José Luis Rodríguez Zapatero, qui doit comparaître les 17 et 18 juin devant l’Audience nationale, a justifié la présence de ces bijoux par des héritages de sa mère et de sa belle-mère, ainsi que par des cadeaux non détaillés. Il affirme que ces pièces se trouvaient dans son bureau car il occupait une location sans coffre-fort, selon les propos rapportés par Luis Arroyo, président de l’Ateneo et ancien collaborateur à la Moncloa.

Une expertise sous haute surveillance

Lors de ce même perquisition, les enquêteurs ont découvert dans le coffre-fort trois colliers argentés — dont un orné de 13 pierres bleues, un autre de cinq grenats et un troisième de pierres vertes — ainsi que trois bracelets argentés aux pierres multicolores, deux paires de boucles d’oreilles et une bague ornées de pierres vertes. Deux ensembles de boucles d’oreilles et de bagues argentées, un troisième collier vert avec une croix dorée et argentée, et deux bracelets dorés figuraient également parmi les pièces saisies.

1,3 million d’euros en bijoux dans un bureau sans coffre-fort : l’argument de l’héritage sonne creux.

Les agents ont aussi saisi trois montres : une Krono gravée de l’inscription « tus compañeros », une Dogna et une Lorenz Theatre. Dans un sac estampillé « Présidence du gouvernement », ils ont retrouvé trois paires de boucles d’oreilles dorées à boules blanches, un bracelet blanc et vert, une bague argentée à boule blanche, une montre Longines dorée et une Omega ornée d’un pendentif numéroté 13.
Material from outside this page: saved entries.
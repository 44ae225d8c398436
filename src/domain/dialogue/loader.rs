//! YAML loader for dialogue scripts.

use serde::de::IgnoredAny;
use serde::{Deserialize, Deserializer};
use std::collections::HashSet;
use std::path::{Path, PathBuf};
use thiserror::Error;

use super::definition::{DialogueDefinition, DialogueMeta, GreetingTemplate, Question, QuestionKind};
use super::validation::{structural_report, TopLevelPresence};

/// Fatal problems reading a dialogue document.
#[derive(Debug, Error)]
pub enum DefinitionError {
    #[error("Dialogue file {path} could not be read: {source}")]
    Io {
        path: PathBuf,
        #[source]
        source: std::io::Error,
    },

    #[error("Dialogue document is not well-formed: {0}")]
    Yaml(#[from] serde_yaml::Error),

    #[error("Question key '{0}' appears more than once")]
    DuplicateQuestionKey(String),

    #[error("Question at flow entry {index} has an empty key")]
    EmptyQuestionKey { index: usize },
}

/// Parses dialogue documents into [`DialogueDefinition`]s.
pub struct DialogueLoader;

impl DialogueLoader {
    /// Reads and parses a dialogue file.
    pub fn load_file(path: impl AsRef<Path>) -> Result<DialogueDefinition, DefinitionError> {
        let path = path.as_ref();
        let text = std::fs::read_to_string(path).map_err(|source| DefinitionError::Io {
            path: path.to_path_buf(),
            source,
        })?;
        let definition = Self::load_str(&text)?;
        tracing::info!(
            path = %path.display(),
            questions = definition.questions().len(),
            warnings = definition.structural_warnings().len(),
            "Dialogue definition loaded"
        );
        Ok(definition)
    }

    /// Parses a dialogue document held in memory.
    pub fn load_str(text: &str) -> Result<DialogueDefinition, DefinitionError> {
        let raw: RawDocument = serde_yaml::from_str(text)?;
        build(raw)
    }
}

fn build(raw: RawDocument) -> Result<DialogueDefinition, DefinitionError> {
    let presence = TopLevelPresence {
        meta: raw.meta.is_some(),
        greeting: raw.greeting.is_some(),
        flow: raw.flow.is_some(),
        wrapup: raw.wrapup.is_some(),
    };

    let mut sections = Vec::new();
    let mut questions: Vec<Question> = Vec::new();
    let mut seen_keys = HashSet::new();
    let mut unrecognized = Vec::new();
    let mut current_section: Option<String> = None;

    for (index, entry) in raw.flow.unwrap_or_default().into_iter().enumerate() {
        match entry {
            RawFlowEntry::Section { section } => {
                sections.push(section.clone());
                current_section = Some(section);
            }
            RawFlowEntry::Question(q) => {
                if let Some(section) = q.section.filter(|s| !s.trim().is_empty()) {
                    if current_section.as_deref() != Some(section.as_str()) {
                        sections.push(section.clone());
                        current_section = Some(section);
                    }
                }
                let key = q.key.trim().to_string();
                if key.is_empty() {
                    return Err(DefinitionError::EmptyQuestionKey { index });
                }
                if !seen_keys.insert(key.clone()) {
                    return Err(DefinitionError::DuplicateQuestionKey(key));
                }
                if q.kind == QuestionKind::SectionMarker {
                    sections.push(key.clone());
                    current_section = Some(key.clone());
                }
                questions.push(Question {
                    key,
                    kind: q.kind,
                    prompt: q.prompt,
                    on_deny: q.on_deny,
                    section: current_section.clone(),
                });
            }
            RawFlowEntry::Other(_) => unrecognized.push(index),
        }
    }

    let meta = raw.meta.unwrap_or_default();
    let greeting = raw.greeting.unwrap_or_default();

    let mut definition = DialogueDefinition {
        meta: DialogueMeta {
            organization: meta.organization,
            service_name: meta.service_name,
            site: meta.site,
            version: meta.version,
            description: meta.description,
        },
        greeting: GreetingTemplate {
            template: handlebars_placeholders(&greeting.template),
            variables: greeting.variables,
        },
        sections,
        questions,
        wrapup_message: raw.wrapup.unwrap_or_default().message,
        emergency_disclaimer: raw.emergency_disclaimer,
        warning_signs: raw.stroke_warning_signs,
        warnings: Vec::new(),
    };

    definition.warnings = structural_report(presence, &definition, &unrecognized);
    for warning in &definition.warnings {
        tracing::warn!(%warning, "Dialogue structure issue");
    }

    Ok(definition)
}

// ============================================================================
// Raw document shape
// ============================================================================

#[derive(Debug, Deserialize)]
struct RawDocument {
    meta: Option<RawMeta>,
    greeting: Option<RawGreeting>,
    flow: Option<Vec<RawFlowEntry>>,
    wrapup: Option<RawWrapup>,
    #[serde(default, deserialize_with = "scalar_string")]
    emergency_disclaimer: String,
    #[serde(default)]
    stroke_warning_signs: Vec<String>,
}

#[derive(Debug, Default, Deserialize)]
#[serde(default)]
struct RawMeta {
    #[serde(deserialize_with = "scalar_string")]
    organization: String,
    #[serde(deserialize_with = "scalar_string")]
    service_name: String,
    #[serde(deserialize_with = "scalar_string")]
    site: String,
    #[serde(deserialize_with = "scalar_string")]
    version: String,
    #[serde(deserialize_with = "scalar_string")]
    description: String,
}

#[derive(Debug, Default, Deserialize)]
#[serde(default)]
struct RawGreeting {
    template: String,
    variables: Vec<String>,
}

#[derive(Debug, Default, Deserialize)]
#[serde(default)]
struct RawWrapup {
    message: String,
}

// Untagged variants are tried in order. Anything with a `key` is a
// question, even when it also names a section.
#[derive(Debug, Deserialize)]
#[serde(untagged)]
enum RawFlowEntry {
    Question(RawQuestion),
    Section { section: String },
    Other(IgnoredAny),
}

#[derive(Debug, Deserialize)]
struct RawQuestion {
    key: String,
    #[serde(rename = "type", default)]
    kind: QuestionKind,
    #[serde(default)]
    prompt: String,
    #[serde(default)]
    on_deny: Option<String>,
    #[serde(default)]
    section: Option<String>,
}

/// Rewrites the script's `{name}` placeholders as handlebars `{{name}}`.
/// Braces that do not enclose a plain name are left as written.
fn handlebars_placeholders(template: &str) -> String {
    let mut out = String::with_capacity(template.len() + 16);
    let mut rest = template;

    while let Some(open) = rest.find('{') {
        out.push_str(&rest[..open]);
        let after = &rest[open + 1..];
        match after.find('}') {
            Some(close) if is_placeholder_name(after[..close].trim()) => {
                out.push_str("{{");
                out.push_str(after[..close].trim());
                out.push_str("}}");
                rest = &after[close + 1..];
            }
            _ => {
                out.push('{');
                rest = after;
            }
        }
    }

    out.push_str(rest);
    out
}

fn is_placeholder_name(name: &str) -> bool {
    !name.is_empty() && name.chars().all(|c| c.is_ascii_alphanumeric() || c == '_')
}

/// Accepts any YAML scalar (`version: 1.0`, `version: "1.0"`) as text.
fn scalar_string<'de, D>(deserializer: D) -> Result<String, D::Error>
where
    D: Deserializer<'de>,
{
    let value = serde_yaml::Value::deserialize(deserializer)?;
    Ok(match value {
        serde_yaml::Value::String(s) => s,
        serde_yaml::Value::Number(n) => n.to_string(),
        serde_yaml::Value::Bool(b) => b.to_string(),
        serde_yaml::Value::Null => String::new(),
        other => serde_yaml::to_string(&other)
            .map(|s| s.trim().to_string())
            .unwrap_or_default(),
    })
}
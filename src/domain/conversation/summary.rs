//! Exported record of a session.
//!
//! A summary is a snapshot: building one never changes the session, and two
//! summaries taken without an intervening turn are equal.

use serde::Serialize;
use thiserror::Error;

use super::context::{SessionContext, TimeOfDay};
use super::state::ConversationState;
use crate::domain::dialogue::CONSENT_KEY;
use crate::domain::foundation::{SessionId, Timestamp};

pub const NOT_STARTED_ISSUE: &str = "Conversation has not been started";
pub const MISSING_CONSENT_ISSUE: &str = "Missing required response: consent";
pub const EMERGENCY_ISSUE: &str = "Conversation ended due to emergency detection";

/// What happened at a point in the session.
#[derive(Debug, Clone, Copy, PartialEq, Eq, Hash, Serialize)]
#[serde(rename_all = "snake_case")]
pub enum EventKind {
    SessionStarted,
    PatientResponse,
    StateChanged,
    EmergencyDetected,
    GeneratorFallback,
    SessionReset,
}

/// One entry in the session's event log.
#[derive(Debug, Clone, PartialEq, Eq, Serialize)]
pub struct ConversationEvent {
    pub kind: EventKind,
    pub at: Timestamp,
    /// State current when the event was logged.
    pub state: ConversationState,
    #[serde(skip_serializing_if = "Option::is_none")]
    pub detail: Option<String>,
}

impl ConversationEvent {
    pub fn new(kind: EventKind, at: Timestamp, state: ConversationState) -> Self {
        Self {
            kind,
            at,
            state,
            detail: None,
        }
    }

    pub fn with_detail(mut self, detail: impl Into<String>) -> Self {
        self.detail = Some(detail.into());
        self
    }
}

/// One recorded answer with the section its question belongs to.
#[derive(Debug, Clone, PartialEq, Eq, Serialize)]
pub struct ResponseEntry {
    pub question: String,
    pub response: String,
    pub section: Option<String>,
    pub recorded_at: Timestamp,
}

/// Structured record of a session for persistence.
#[derive(Debug, Clone, PartialEq, Eq, Serialize)]
pub struct SessionSummary {
    pub session_id: SessionId,
    pub patient_name: String,
    pub honorific: String,
    pub time_of_day: TimeOfDay,
    pub organization: String,
    pub site: String,
    pub started_at: Timestamp,
    pub last_activity: Timestamp,
    pub duration_secs: i64,
    pub final_state: ConversationState,
    pub emergency_detected: bool,
    pub completed: bool,
    /// In answer order.
    pub responses: Vec<ResponseEntry>,
    pub state_history: Vec<ConversationState>,
    pub events: Vec<ConversationEvent>,
    /// Structural findings from the dialogue script.
    pub validation_issues: Vec<String>,
    /// Problems with the data collected in this session.
    pub data_issues: Vec<String>,
}

/// Failures while formatting a summary.
#[derive(Debug, Error)]
pub enum ExportError {
    #[error("JSON export failed: {0}")]
    Json(#[from] serde_json::Error),

    #[error("CSV export failed: {0}")]
    Csv(#[from] csv::Error),

    #[error("CSV buffer could not be flushed: {0}")]
    Io(#[from] std::io::Error),

    #[error("CSV output is not valid UTF-8: {0}")]
    Utf8(#[from] std::string::FromUtf8Error),
}

#[derive(Serialize)]
struct CsvRow<'a> {
    question: &'a str,
    response: &'a str,
    section: &'a str,
}

impl SessionSummary {
    /// Pretty-printed JSON.
    pub fn to_json(&self) -> Result<String, ExportError> {
        Ok(serde_json::to_string_pretty(self)?)
    }

    /// One row per response under a `question,response,section` header.
    pub fn to_csv(&self) -> Result<String, ExportError> {
        let mut writer = csv::Writer::from_writer(Vec::new());
        if self.responses.is_empty() {
            writer.write_record(["question", "response", "section"])?;
        }
        for entry in &self.responses {
            writer.serialize(CsvRow {
                question: &entry.question,
                response: &entry.response,
                section: entry.section.as_deref().unwrap_or(""),
            })?;
        }
        let bytes = writer.into_inner().map_err(|e| e.into_error())?;
        Ok(String::from_utf8(bytes)?)
    }

    pub fn has_data_issues(&self) -> bool {
        !self.data_issues.is_empty()
    }
}

/// Problems with what a session has collected so far.
pub fn session_data_issues(context: &SessionContext) -> Vec<String> {
    if !context.is_started() {
        return vec![NOT_STARTED_ISSUE.to_string()];
    }

    let mut issues = Vec::new();
    if context.answer(CONSENT_KEY).is_none() {
        issues.push(MISSING_CONSENT_ISSUE.to_string());
    }
    if context.emergency_detected() {
        issues.push(EMERGENCY_ISSUE.to_string());
    }
    issues
}

#[cfg(test)]
mod tests {
    use super::*;

    fn summary_with(responses: Vec<ResponseEntry>) -> SessionSummary {
        let started = Timestamp::now();
        SessionSummary {
            session_id: SessionId::new(),
            patient_name: "Jane".into(),
            honorific: "Ms.".into(),
            time_of_day: TimeOfDay::Morning,
            organization: "Org".into(),
            site: "Site".into(),
            started_at: started,
            last_activity: started.plus_secs(90),
            duration_secs: 90,
            final_state: ConversationState::Completed,
            emergency_detected: false,
            completed: true,
            responses,
            state_history: vec![ConversationState::Greeting, ConversationState::Completed],
            events: Vec::new(),
            validation_issues: Vec::new(),
            data_issues: Vec::new(),
        }
    }

    fn entry(question: &str, response: &str, section: Option<&str>) -> ResponseEntry {
        ResponseEntry {
            question: question.into(),
            response: response.into(),
            section: section.map(Into::into),
            recorded_at: Timestamp::now(),
        }
    }

    mod data_issues {
        use super::*;

        #[test]
        fn unstarted_session_reports_only_that() {
            let issues = session_data_issues(&SessionContext::unstarted());
            assert_eq!(issues, vec![NOT_STARTED_ISSUE.to_string()]);
        }

        #[test]
        fn started_without_consent() {
            let ctx = SessionContext::start("Jane", "Ms.", "Org", "Site");
            assert_eq!(session_data_issues(&ctx), vec![MISSING_CONSENT_ISSUE.to_string()]);
        }

        #[test]
        fn consent_given_is_clean() {
            let mut ctx = SessionContext::start("Jane", "Ms.", "Org", "Site");
            ctx.record_answer(CONSENT_KEY, "yes");
            assert!(session_data_issues(&ctx).is_empty());
        }

        #[test]
        fn emergency_is_reported() {
            let mut ctx = SessionContext::start("Jane", "Ms.", "Org", "Site");
            ctx.record_answer(CONSENT_KEY, "yes");
            ctx.mark_emergency();
            assert_eq!(session_data_issues(&ctx), vec![EMERGENCY_ISSUE.to_string()]);
        }
    }

    mod export {
        use super::*;

        #[test]
        fn csv_has_header_and_rows_in_order() {
            let summary = summary_with(vec![
                entry("consent", "yes", Some("introduction")),
                entry("general_feeling", "tired, but better", Some("general_wellbeing")),
            ]);
            let csv = summary.to_csv().unwrap();
            let lines: Vec<&str> = csv.lines().collect();

            assert_eq!(lines[0], "question,response,section");
            assert_eq!(lines[1], "consent,yes,introduction");
            assert_eq!(lines[2], "general_feeling,\"tired, but better\",general_wellbeing");
            assert_eq!(lines.len(), 3);
        }

        #[test]
        fn csv_without_responses_is_header_only() {
            let csv = summary_with(Vec::new()).to_csv().unwrap();
            assert_eq!(csv.trim_end(), "question,response,section");
        }

        #[test]
        fn json_uses_snake_case_states() {
            let json = summary_with(vec![entry("consent", "yes", None)]).to_json().unwrap();
            let value: serde_json::Value = serde_json::from_str(&json).unwrap();

            assert_eq!(value["final_state"], "completed");
            assert_eq!(value["state_history"][0], "greeting");
            assert_eq!(value["responses"][0]["question"], "consent");
            assert_eq!(value["duration_secs"], 90);
        }

        #[test]
        fn event_detail_is_omitted_when_absent() {
            let event = ConversationEvent::new(
                EventKind::SessionStarted,
                Timestamp::now(),
                ConversationState::Greeting,
            );
            let json = serde_json::to_value(&event).unwrap();
            assert_eq!(json["kind"], "session_started");
            assert!(json.get("detail").is_none());
        }
    }
}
D’autres pièces ont été saisies : une bague argentée à pierre violette, une croix dorée et argentée, un bracelet doré à pierres blanches, un collier doré à trois motifs, une épingle dorée, une chaîne du même métal, un cordon argenté, une boule blanche et une boucle d’oreille dorée de forme ovale.

L’expertise judiciaire en cours doit permettre d’établir si ces bijoux, dont la valeur dépasse le million d’euros, correspondent bien aux déclarations de Zapatero. Les enquêteurs pourraient étendre leur analyse à d’autres aspects, une fois cette première évaluation achevée.

Zapatero face à ses contradictions : des pierres précieuses qui pèsent plus lourd que ses déclarations.

Les prochaines auditions de l’ancien Premier ministre, prévues dans deux semaines, s’annoncent sous haute tension. Les révélations sur l’origine de ces pièces de valeur pourraient relancer les questions sur la gestion des biens publics et privés par les responsables politiques espagnols.

Les pièces saisies : un inventaire qui interroge

Le montant total de ces bijoux interroge d’autant plus que leur présence dans un bureau sans coffre-fort semble peu compatible avec leur valeur. Les enquêteurs devront trancher entre l’explication familiale avancée par Zapatero et les soupçons de dissimulation qui pèsent désormais sur cette affaire.